(Dataset content)
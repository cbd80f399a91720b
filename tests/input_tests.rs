// Host-side tests for pure input functions.
// The main crate is wasm-only, so we include the pure-Rust modules directly.

#![allow(dead_code)]
mod input {
    include!("../src/input.rs");
}

use glam::Vec2;
use input::*;
use shapefield_core::ndc_from_css;

#[test]
fn key_action_maps_documented_keys() {
    for k in ["+", "="] {
        assert_eq!(key_action(k), Some(KeyAction::MoreShapes));
    }
    for k in ["-", "_"] {
        assert_eq!(key_action(k), Some(KeyAction::FewerShapes));
    }
    assert_eq!(key_action("o"), Some(KeyAction::ToggleCameraMode));
    assert_eq!(key_action("O"), Some(KeyAction::ToggleCameraMode));
    assert_eq!(key_action("b"), Some(KeyAction::TogglePostProcessing));
    assert_eq!(key_action("H"), Some(KeyAction::ToggleHint));
}

#[test]
fn key_action_ignores_other_keys() {
    for k in ["a", " ", "Enter", "Escape", "ArrowUp", "ArrowLeft", "ArrowRight", "1"] {
        assert_eq!(key_action(k), None, "{k}");
    }
}

#[test]
fn mouse_state_reports_move_deltas() {
    let mut ms = MouseState::default();
    assert_eq!(ms.ndc, None);
    let d = ms.moved_to(Vec2::new(10.0, 20.0), Some(Vec2::new(0.1, 0.2)));
    assert_eq!(d, Vec2::new(10.0, 20.0));
    let d = ms.moved_to(Vec2::new(15.0, 18.0), Some(Vec2::new(0.2, 0.1)));
    assert_eq!(d, Vec2::new(5.0, -2.0));
    assert_eq!(ms.ndc, Some(Vec2::new(0.2, 0.1)));
}

#[test]
fn mouse_leave_clears_pointer_and_button() {
    let mut ms = MouseState {
        down: true,
        ..MouseState::default()
    };
    ms.moved_to(Vec2::new(1.0, 1.0), Some(Vec2::ZERO));
    ms.left();
    assert_eq!(ms.ndc, None);
    assert!(!ms.down);
}

#[test]
fn css_to_ndc_has_y_up() {
    assert_eq!(ndc_from_css(0.0, 0.0, 200.0, 100.0), Some(Vec2::new(-1.0, 1.0)));
    assert_eq!(ndc_from_css(200.0, 100.0, 200.0, 100.0), Some(Vec2::new(1.0, -1.0)));
    assert_eq!(ndc_from_css(100.0, 50.0, 200.0, 100.0), Some(Vec2::ZERO));
    assert_eq!(ndc_from_css(-1.0, 50.0, 200.0, 100.0), None);
    assert_eq!(ndc_from_css(10.0, 10.0, 0.0, 100.0), None);
}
(End Dataset content)
Task brief — Repeat each record exactly, leaving nothing out.

Exercise output —
repository cbd80f399a91720b
filename tests/input_tests.rs
// Host-side tests for pure input functions.
// The main crate is wasm-only, so we include the pure-Rust modules directly.

#![allow(dead_code)]
mod input {
    include!("../src/input.rs");
}

use glam::Vec2;
use input::*;
use shapefield_core::ndc_from_css;

#[test]
fn key_action_maps_documented_keys() {
    for k in ["+", "="] {
        assert_eq!(key_action(k), Some(KeyAction::MoreShapes));
    }
    for k in ["-", "_"] {
        assert_eq!(key_action(k), Some(KeyAction::FewerShapes));
    }
    assert_eq!(key_action("o"), Some(KeyAction::ToggleCameraMode));
    assert_eq!(key_action("O"), Some(KeyAction::ToggleCameraMode));
    assert_eq!(key_action("b"), Some(KeyAction::TogglePostProcessing));
    assert_eq!(key_action("H"), Some(KeyAction::ToggleHint));
}

#[test]
fn key_action_ignores_other_keys() {
    for k in ["a", " ", "Enter", "Escape", "ArrowUp", "ArrowLeft", "ArrowRight", "1"] {
        assert_eq!(key_action(k), None, "{k}");
    }
}

#[test]
fn mouse_state_reports_move_deltas() {
    let mut ms = MouseState::default();
    assert_eq!(ms.ndc, None);
    let d = ms.moved_to(Vec2::new(10.0, 20.0), Some(Vec2::new(0.1, 0.2)));
    assert_eq!(d, Vec2::new(10.0, 20.0));
    let d = ms.moved_to(Vec2::new(15.0, 18.0), Some(Vec2::new(0.2, 0.1)));
    assert_eq!(d, Vec2::new(5.0, -2.0));
    assert_eq!(ms.ndc, Some(Vec2::new(0.2, 0.1)));
}

#[test]
fn mouse_leave_clears_pointer_and_button() {
    let mut ms = MouseState {
        down: true,
        ..MouseState::default()
    };
    ms.moved_to(Vec2::new(1.0, 1.0), Some(Vec2::ZERO));
    ms.left();
    assert_eq!(ms.ndc, None);
    assert!(!ms.down);
}

#[test]
fn css_to_ndc_has_y_up() {
    assert_eq!(ndc_from_css(0.0, 0.0, 200.0, 100.0), Some(Vec2::new(-1.0, 1.0)));
    assert_eq!(ndc_from_css(200.0, 100.0, 200.0, 100.0), Some(Vec2::new(1.0, -1.0)));
    assert_eq!(ndc_from_css(100.0, 50.0, 200.0, 100.0), Some(Vec2::ZERO));
    assert_eq!(ndc_from_css(-1.0, 50.0, 200.0, 100.0), None);
    assert_eq!(ndc_from_css(10.0, 10.0, 0.0, 100.0), None);
}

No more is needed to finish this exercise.